■ **Work instruction**: Each line from the one containing "pub fn to_range(&self)" through the end of the data must be retyped exactly, and no other line.

(Dataset entries)

·····

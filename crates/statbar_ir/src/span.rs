//! Byte spans within a single input line.

use std::fmt;

/// Error when creating a span from a range that exceeds `u32::MAX`.
#[derive(Debug, Clone, PartialEq, Eq)]
pub enum SpanError {
    /// Span start position exceeds `u32::MAX`.
    StartTooLarge(usize),
    /// Span end position exceeds `u32::MAX`.
    EndTooLarge(usize),
}

impl fmt::Display for SpanError {
    fn fmt(&self, f: &mut fmt::Formatter<'_>) -> fmt::Result {
        match self {
            SpanError::StartTooLarge(v) => {
                write!(f, "span start {v} exceeds u32::MAX ({})", u32::MAX)
            }
            SpanError::EndTooLarge(v) => write!(f, "span end {v} exceeds u32::MAX ({})", u32::MAX),
        }
    }
}

impl std::error::Error for SpanError {}

/// Half-open byte range `start..end` into a status line.
///
/// Layout: 8 bytes, two `u32` offsets. Lines longer than `u32::MAX` bytes
/// saturate; see [`Span::saturating_from_range`].
#[derive(Copy, Clone, Eq, PartialEq, Hash, Default)]
pub struct Span {
    pub start: u32,
    pub end: u32,
}

impl Span {
    /// Create a new span.
    #[inline]
    pub const fn new(start: u32, end: u32) -> Self {
        Span { start, end }
    }

    /// Try to create a span from a byte range.
    #[inline]
    pub fn try_from_range(range: std::ops::Range<usize>) -> Result<Self, SpanError> {
        let start =
            u32::try_from(range.start).map_err(|_| SpanError::StartTooLarge(range.start))?;
        let end = u32::try_from(range.end).map_err(|_| SpanError::EndTooLarge(range.end))?;
        Ok(Span { start, end })
    }

    /// Create from a byte range, clamping both ends to `u32::MAX`.
    #[inline]
    pub fn saturating_from_range(range: std::ops::Range<usize>) -> Self {
        let clamp = |v: usize| u32::try_from(v).unwrap_or(u32::MAX);
        Span {
            start: clamp(range.start),
            end: clamp(range.end),
        }
    }

    /// Length of the span in bytes.
    #[inline]
    pub const fn len(&self) -> u32 {
        self.end - self.start
    }

    /// Check if span is empty.
    #[inline]
    pub const fn is_empty(&self) -> bool {
        self.start == self.end
    }

    /// Check if an offset is within this span.
    #[inline]
    pub fn contains(&self, offset: u32) -> bool {
        offset >= self.start && offset < self.end
    }

    /// Merge two spans to create one covering both.
    #[inline]
    #[must_use]
    pub fn merge(self, other: Span) -> Span {
        Span {
            start: self.start.min(other.start),
            end: self.end.max(other.end),
        }
    }

    /// Convert to a `std::ops::Range`.
    #[inline]
    pub fn to_range(&self) -> std::ops::Range<usize> {
        self.start as usize..self.end as usize
    }
}

impl fmt::Debug for Span {
    fn fmt(&self, f: &mut fmt::Formatter<'_>) -> fmt::Result {
        write!(f, "{}..{}", self.start, self.end)
    }
}

impl fmt::Display for Span {
    fn fmt(&self, f: &mut fmt::Formatter<'_>) -> fmt::Result {
        write!(f, "{}..{}", self.start, self.end)
    }
}

#[cfg(target_pointer_width = "64")]
mod size_asserts {
    use super::Span;
    crate::static_assert_size!(Span, 8);
}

·····

■ **Solution for this exercise**:
    pub fn to_range(&self) -> std::ops::Range<usize> {
        self.start as usize..self.end as usize
    }
}

impl fmt::Debug for Span {
    fn fmt(&self, f: &mut fmt::Formatter<'_>) -> fmt::Result {
        write!(f, "{}..{}", self.start, self.end)
    }
}

impl fmt::Display for Span {
    fn fmt(&self, f: &mut fmt::Formatter<'_>) -> fmt::Result {
        write!(f, "{}..{}", self.start, self.end)
    }
}

#[cfg(target_pointer_width = "64")]
mod size_asserts {
    use super::Span;
    crate::static_assert_size!(Span, 8);
}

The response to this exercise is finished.